Les candidats à la reprise de Paris-Normandie (240 salariés) ont jusqu'au 22 mai midi pour déposer leurs offres de rachat du quotidien local placé récemment en liquidation judiciaire avec prolongation d'activité, selon une annonce parue vendredi dans Les Échos. Le tribunal n'a pas encore fixé la date d'audience, mais "elle devrait vraisemblablement se situer dans la première quinzaine de juin", a précisé à l'AFP l'entrepreneur Jean-Louis Louvel, propriétaire à plus de 90% du journal lourdement endetté de longue date mais que la crise sanitaire a, selon la direction, "plaqué au sol".

Pdg de l'entreprise rouennaise de palettes de bois PGS (1.300 salariés), M. Louvel a aussi été candidat à la mairie de Rouen, soutenu par LREM, au premier tour le 15 mars.

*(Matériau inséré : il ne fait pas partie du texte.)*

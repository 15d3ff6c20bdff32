//! Core traits for the scanbridge library.
//!
//! This module defines the `ScannerBackend` trait that every platform
//! adapter implements, and the `AcquiredImage` it hands back.

use crate::core::error::ScanError;
use crate::core::types::{BackendKind, DeviceDescriptor, OutputFormat, ScanParameters};

use async_trait::async_trait;
use std::fmt::Debug;
use std::sync::Arc;

/// Raw image data produced by a backend for one acquisition.
#[derive(Clone, PartialEq, Eq)]
pub struct AcquiredImage {
    /// Encoded image bytes.
    pub data: Vec<u8>,
    /// Encoding of `data`. May differ from the requested format; the
    /// lifecycle controller normalizes before persisting.
    pub format: OutputFormat,
}

impl AcquiredImage {
    /// Wraps encoded bytes.
    pub fn new(data: Vec<u8>, format: OutputFormat) -> Self {
        Self { data, format }
    }

    /// Returns the size of the encoded data in bytes.
    pub fn len(&self) -> usize {
        self.data.len()
    }

    /// Returns `true` if no data was produced.
    pub fn is_empty(&self) -> bool {
        self.data.is_empty()
    }
}

impl std::fmt::Debug for AcquiredImage {
    fn fmt(&self, f: &mut std::fmt::Formatter<'_>) -> std::fmt::Result {
        f.debug_struct("AcquiredImage")
            .field("data_len", &self.data.len())
            .field("format", &self.format)
            .finish()
    }
}

/// The seam between the scan lifecycle and a platform's native scanning subsystem.
///
/// Exactly one backend is active per process, chosen at startup from the
/// detected platform (see [`crate::backends::for_platform`]).
///
/// # Implementation Notes
///
/// - `enumerate` distinguishes "subsystem unreachable" (`Err(BackendUnavailable)`)
///   from "no scanners attached" (`Ok(vec![])`). The registry treats both as an
///   empty table but logs them differently.
/// - `acquire` reports a device the native layer can no longer resolve as
///   `DeviceUnavailable`, and any other native failure as `BackendError`.
/// - Implementations should never panic.
///
/// # Example Implementation
///
/// ```rust,ignore
/// use scanbridge::core::{AcquiredImage, BackendKind, DeviceDescriptor, ScanError, ScanParameters, ScannerBackend};
/// use async_trait::async_trait;
///
/// #[derive(Debug)]
/// struct NetworkScanner;
///
/// #[async_trait]
/// impl ScannerBackend for NetworkScanner {
///     fn kind(&self) -> BackendKind {
///         BackendKind::Mock
///     }
///
///     async fn enumerate(&self) -> Result<Vec<DeviceDescriptor>, ScanError> {
///         Ok(vec![])
///     }
///
///     async fn acquire(&self, device_id: &str, params: &ScanParameters) -> Result<AcquiredImage, ScanError> {
///         Err(ScanError::device_unavailable(self.kind(), device_id))
///     }
/// }
/// ```
#[async_trait]
pub trait ScannerBackend: Send + Sync + Debug {
    /// Returns which native subsystem this adapter drives.
    fn kind(&self) -> BackendKind;

    /// Discovers the devices currently reachable through this backend.
    async fn enumerate(&self) -> Result<Vec<DeviceDescriptor>, ScanError>;

    /// Acquires one page from the given device.
    ///
    /// # Errors
    ///
    /// - `DeviceUnavailable` - the device id no longer resolves.
    /// - `BackendError` - the native call failed.
    /// - `BackendUnavailable` - the subsystem itself is missing.
    /// - `Timeout` - the native call exceeded its wall-clock limit.
    async fn acquire(
        &self,
        device_id: &str,
        params: &ScanParameters,
    ) -> Result<AcquiredImage, ScanError>;

    /// Human-readable name, used in logs.
    fn name(&self) -> &str {
        self.kind().as_str()
    }
}

/// An arc-wrapped backend for shared ownership.
pub type ArcBackend = Arc<dyn ScannerBackend>;
//! Scan lifecycle management.
//!
//! The `ScanManager` ties the device registry, the active backend, image
//! normalization, the artifact store and the scan ledger together, and owns
//! the global scan status.

mod in_flight;
mod scan_manager;

pub use scan_manager::{ScanManager, ScanManagerBuilder, ScanManagerConfig};
//! Device discovery and selection.

pub mod device_registry;

pub use device_registry::{DeviceRegistry, SharedRegistry};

Il est arrivé troisième. Selon l'annonce parue vendredi sont à vendre la Snic (Société normande d'information et de communication), société éditrice du journal qui emploie 215 salariés dont 202 permanents, liquidée mardi par le tribunal de commerce de Rouen, ainsi que la RNP, la régie publicitaire du journal, qui emploie 25 salariés dont 23 permanents. Cette dernière a été liquidée le 15 avril.

Le tout affiche un chiffre d'affaires de 29,7 millions d'euros en 2019 (provisoire) après 29,6 millions en 2018, selon la même source. L'activité des deux sociétés est prolongée pour trois mois.

Implanté uniquement en ex Haute-Normandie, dont il est l'unique quotidien local, le journal, qui tirait à 41.280 exemplaires en 2019, affiche une dette de 7 millions d'euros, en baisse de 3 millions depuis 2017. Et il a annoncé une chute de 90% de ses recettes publicitaires depuis la crise sanitaire. M. Louvel a assuré à l'AFP avoir dit aux juges qu'il avait déjà eu des contacts avec des repreneurs. "On suppose qu'il y aura plusieurs repreneurs parce que la fameuse dette sera annulée", avec la liquidation avec prolongation d'activité, a indiqué mardi Anne Bouchet déléguée syndicale SNJ. Selon le syndicat, le directeur général du journal, Valéry Jimonet, n'exclut pas de faire une offre.

Selon une source proche du dossier, le producteur Pierre-Antoine Capton "continue de regarder le dossier". Des discussions en vue d'un rachat avaient été engagées fin 2019 avant d'échouer en début d'année. Interrogé en début de semaine par l'AFP, le groupe belge Rossel, propriétaire du Soir et de la Voix du Nord et candidat malheureux à la reprise de Paris-Normandie en 2017, n'a pas souhaité faire de commentaire.